Last week (after hearing KC Gonzalez of Tenmomi tell Matt Borgersen of Eighty Twenty, "Yo, dude. After trying Deanne's desserts, I just can't eat any others"), I decided it was time to give Black Magic Bakehouse a try.

Trying doughnuts, galettes and more from Black Magic Bakehouse

I met Veliky at Ridgewood Coffee Co. on a Sunday afternoon. She had long black hair, tattoos and piercing eyes — precisely as I imagined someone whose bakery logo was a dagger would. I shook her hand, and noticed three white boxes on the shop's wooden counter. She opened each of them, explaining the contents one at a time.
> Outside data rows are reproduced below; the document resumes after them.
//! Annotation metadata attached to controllers and their methods.
//!
//! Annotations are recorded at compile time by the `#[controller]` and `#[routes]`
//! macros (or built by hand) and looked up by fully qualified name.

use crate::controller::{ControllerDescriptor, MethodDescriptor};
use serde::{Deserialize, Serialize};
use std::collections::BTreeMap;

/// Namespace every built-in annotation lives under.
pub const ANNOTATION_NAMESPACE: &str = "restroute::annotations";

/// Short names of the built-in annotations
pub mod names {
    pub const PREFIX: &str = "Prefix";
    pub const NAME_PREFIX: &str = "NamePrefix";
    pub const NO_ROUTE: &str = "NoRoute";
    pub const GET: &str = "Get";
    pub const POST: &str = "Post";
    pub const PUT: &str = "Put";
    pub const PATCH: &str = "Patch";
    pub const DELETE: &str = "Delete";
    pub const HEAD: &str = "Head";
    pub const OPTIONS: &str = "Options";
}

/// Build the fully qualified class of a built-in annotation.
///
/// ```
/// use restroute::annotation::qualified;
///
/// assert_eq!(qualified("Prefix"), "restroute::annotations::Prefix");
/// ```
pub fn qualified(short_name: &str) -> String {
    format!("{}::{}", ANNOTATION_NAMESPACE, short_name)
}

#[derive(Debug, Clone, PartialEq, Eq, Serialize, Deserialize)]
pub struct Annotation {
    class: String,
    #[serde(default, skip_serializing_if = "Option::is_none")]
    value: Option<String>,
    #[serde(default, skip_serializing_if = "BTreeMap::is_empty")]
    properties: BTreeMap<String, String>,
}

impl Annotation {
    /// Create an annotation of an arbitrary, fully qualified class
    pub fn new(class: impl Into<String>) -> Self {
        Self {
            class: class.into(),
            value: None,
            properties: BTreeMap::new(),
        }
    }

    /// Create one of the built-in annotations by its short name
    pub fn named(short_name: &str) -> Self {
        Self::new(qualified(short_name))
    }

    pub fn with_value(mut self, value: impl Into<String>) -> Self {
        self.value = Some(value.into());
        self
    }

    pub fn with_property(mut self, key: impl Into<String>, value: impl Into<String>) -> Self {
        self.properties.insert(key.into(), value.into());
        self
    }

    pub fn class(&self) -> &str {
        &self.class
    }

    /// Last path segment of the class
    pub fn short_name(&self) -> &str {
        self.class.rsplit("::").next().unwrap_or(&self.class)
    }

    pub fn value(&self) -> Option<&str> {
        self.value.as_deref()
    }

    pub fn property(&self, key: &str) -> Option<&str> {
        self.properties.get(key).map(String::as_str)
    }

    pub fn is(&self, class: &str) -> bool {
        self.class == class
    }
}

/// Reads annotations off controller metadata.
pub trait AnnotationReader: Send + Sync {
    /// First class-level annotation of the given fully qualified class, if any
    fn class_annotation<'a>(
        &self,
        controller: &'a ControllerDescriptor,
        class: &str,
    ) -> Option<&'a Annotation>;

    /// All method-level annotations, in declaration order
    fn method_annotations<'a>(&self, method: &'a MethodDescriptor) -> &'a [Annotation];

    /// First method-level annotation of the given fully qualified class, if any
    fn method_annotation<'a>(
        &self,
        method: &'a MethodDescriptor,
        class: &str,
    ) -> Option<&'a Annotation> {
        self.method_annotations(method)
            .iter()
            .find(|annotation| annotation.is(class))
    }
}

/// Reads the annotations recorded on the descriptors themselves.
#[derive(Debug, Clone, Copy, Default)]
pub struct DescriptorAnnotationReader;

impl AnnotationReader for DescriptorAnnotationReader {
    fn class_annotation<'a>(
        &self,
        controller: &'a ControllerDescriptor,
        class: &str,
    ) -> Option<&'a Annotation> {
        controller
            .annotations()
            .iter()
            .find(|annotation| annotation.is(class))
    }

    fn method_annotations<'a>(&self, method: &'a MethodDescriptor) -> &'a [Annotation] {
        method.annotations()
    }
}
Doughnuts from Black Magic Bakehouse.
Doughnuts from Black Magic Bakehouse.

The first box Veliky brought contained three stuffed doughnuts; "Pistachio Honey Rose," "Lychee Vanilla" and a savory "Everything Bagel" with jalapeno-infused filling. Each was stuffed to the brim with her home-recipe pastry cream. Smooth, cool, whipped and light, the cream was the best I'd ever eaten. The flavors mixed into it were subtle, which allowed the distinct taste of the thin sourdough shell to coexist alongside them.

The next two boxes contained a savory peach and ricotta galette, a "Raspberry Pistachio Bearclaw" and a large glazed doughnut with a sumac and vanilla glaze. Each were light, melt-in-your-mouth testaments to the fact that restaurant quality baking could be done from the home — as long as you have the talent.

A chocolate, caramel, pecan "Holy Roller" from Black Magic Bakehouse.
A chocolate, caramel, pecan "Holy Roller" from Black Magic Bakehouse.

The best little bakery in Jersey

I left Ridgewood Coffee with a box of leftovers (well, except for the doughnuts, I crushed those) and the urge to order more Black Magic Treats. I asked Veliky how I could do that, to which she responded I could monitor Instagram — as aforementioned — for weekly menu drops, and click the "order link" in her bio for a Sunday pick up.

Not wanting to wait for more sourdough eats, I inquired if she was ever planning on opening a brick and mortar location.

"That's the goal," Veliky said, "But I don't bake every day. I like my free time, I like to rock climb."

So, until she decides to hang up her harness and carabiners, we'll all have to accept the fact that (for now) the best baked goods in New Jersey come from a humble little house in Ho-Ho-Kus.

And — besides the wait — that is totally OK.